Этот задумчивый человек был частым гостем у нас в доме. Он преподавал моему старшему сыну немецкий и русский языки. Иногда после занятий Мапу ненадолго задерживался, чтобы побеседовать с моим мужем, который высоко ценил и почитал его. Слушать их взволнованные разговоры было для меня истинным наслаждением.
Поначалу наша жизнь в Ковно складывалась очень удачно. Мой муж чувствовал себя здесь в своей стихии, и, хотя новые обычаи были мне чужды, со временем я оценила здешнюю общительность, свободную, простую, изысканную и безобидную веселость. Моя робость постепенно исчезла, и я охотно принимала приглашение на частые журфиксы, где гостями были и мужчины и женщины. Я наблюдала, приглядывалась и развлекалась — смотря по настроению.

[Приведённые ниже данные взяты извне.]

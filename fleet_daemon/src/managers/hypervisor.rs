use super::hypervisor_backend::{BackendError, HypervisorBackend};
use super::reconciliation::ReconcileReport;
use super::store::StoreError;
use super::vm::{VmCreateRequest, VmDescription, VmStateView};
use agent_protocol::{DomainState, HypervisorSpecs, StateAction};
use async_trait::async_trait;
use serde::{Deserialize, Serialize};
use std::sync::Arc;
use thiserror::Error;
use tokio_util::sync::CancellationToken;
use uuid::Uuid;

#[derive(Debug, Error, Clone, PartialEq, Eq)]
pub enum HypervisorError {
    #[error("Hypervisor '{hostname}' is unreachable: {reason}")]
    Unreachable { hostname: String, reason: String },
    #[error("Agent request failed: {0}")]
    Backend(#[from] BackendError),
    #[error("Store operation failed: {0}")]
    Store(#[from] StoreError),
    #[error("Virtual machine with id: '{0}' doesn't exist on this hypervisor.")]
    NoSuchVm(Uuid),
    #[error("Invalid request: {0}")]
    InvalidRequest(String),
    #[error("Operation was cancelled.")]
    Cancelled,
}

#[derive(Debug, Clone, Copy, PartialEq, Eq, Serialize, Deserialize)]
pub enum Status {
    Unknown,
    Online,
    Offline,
}

#[derive(Debug, Clone, PartialEq, Eq, Serialize, Deserialize)]
pub struct HypervisorInfo {
    pub id: Uuid,
    pub hostname: String,
    pub site: String,
    pub agent_url: String,
}

#[derive(Debug, Clone, PartialEq, Eq, Serialize, Deserialize)]
pub struct HypervisorDescription {
    pub info: HypervisorInfo,
    pub status: Status,
    pub status_reason: String,
    pub specs: Option<HypervisorSpecs>,
    pub vm_count: usize,
    pub reachable: bool,
}

/// Live state of one hypervisor. Implementations are shared behind a mutex,
/// holding it serializes every operation on the hypervisor and its vms.
#[async_trait]
pub trait Hypervisor {
    /// Connects and reconciles. Status is never `Unknown` afterwards.
    async fn init(&mut self, token: &CancellationToken) -> Result<(), HypervisorError>;
    async fn refresh(&mut self, token: &CancellationToken) -> Result<(), HypervisorError>;
    async fn reconcile_vms(
        &mut self,
        token: &CancellationToken,
    ) -> Result<ReconcileReport, HypervisorError>;
    async fn create_vm(
        &mut self,
        request: VmCreateRequest,
        token: &CancellationToken,
    ) -> Result<Uuid, HypervisorError>;
    async fn delete_vm(
        &mut self,
        vm_id: &Uuid,
        token: &CancellationToken,
    ) -> Result<(), HypervisorError>;
    /// Live power state, or the cached one flagged unreachable when the
    /// agent can't be reached.
    async fn get_vm_state(
        &mut self,
        vm_id: &Uuid,
        token: &CancellationToken,
    ) -> Result<VmStateView, HypervisorError>;
    async fn set_vm_state(
        &mut self,
        vm_id: &Uuid,
        action: StateAction,
        token: &CancellationToken,
    ) -> Result<DomainState, HypervisorError>;
    fn describe(&self) -> HypervisorDescription;
    fn get_vm(&self, vm_id: &Uuid) -> Result<VmDescription, HypervisorError>;
    fn list_vms(&self) -> Vec<VmDescription>;
    fn last_report(&self) -> Option<ReconcileReport>;
    fn backend(&self) -> Arc<dyn HypervisorBackend + Send + Sync>;
}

Я все еще носила свой шейтель, парик и чепец на обритой голове. Но другие дамы нашего круга, даже пожилые, давно с ним расстались. Я чувствовала себя неловко, но была далека от мысли последовать их примеру, хотя и знала, что мои собственные волосы были бы мне очень к лицу. Но вскоре муж потребовал, чтобы я сняла шейтель. Он сказал, что я должна приноравливаться к светским обычаям, чтобы не вызывать насмешек.
Однако я не выполнила его желания и еще много лет носила парик.
В Ковно дела у нас шли не блестяще. Наступил 1859 год, в Польше и Литве началось брожение. Готовилось польское восстание. Духовенство начало проповедовать в народе абстиненцию (трезвость), то есть агитировать против употребления спиртного. А поскольку доходы нашего предприятия были связаны с откупным винокурением, над нами нависла угроза разорения. Ежемесячная сумма откупа, которую концессионеры должны были вносить в государственную казну, составляла 120 000 рублей, и вскоре мы оказались неплатежеспособными. Разорились все три семейства, участвовавшие в предприятии: Кранцфельды, Городецкие и Венгеровы. Мой муж, правда, мог бы обеспечить свое существование в качестве служащего, но дед не пожелал, чтобы он занял место подчиненного на предприятии, где прежде был хозяином. Муж подчинился и остался без куска хлеба.
Политическая пропаганда в Польше подействовала и на еврейскую молодежь. Молодые евреи приняли участие в восстании с таким жаром и пылом, словно они боролись за собственное дело и собственное отечество. Предостережения знаменитого раввина Майзельса[314] в Варшаве, который заклинал еврейское юношество вернуться под свое, еврейское знамя, под знамя Торы, не были услышаны. Молодые евреи ринулись в битву за Польшу[315].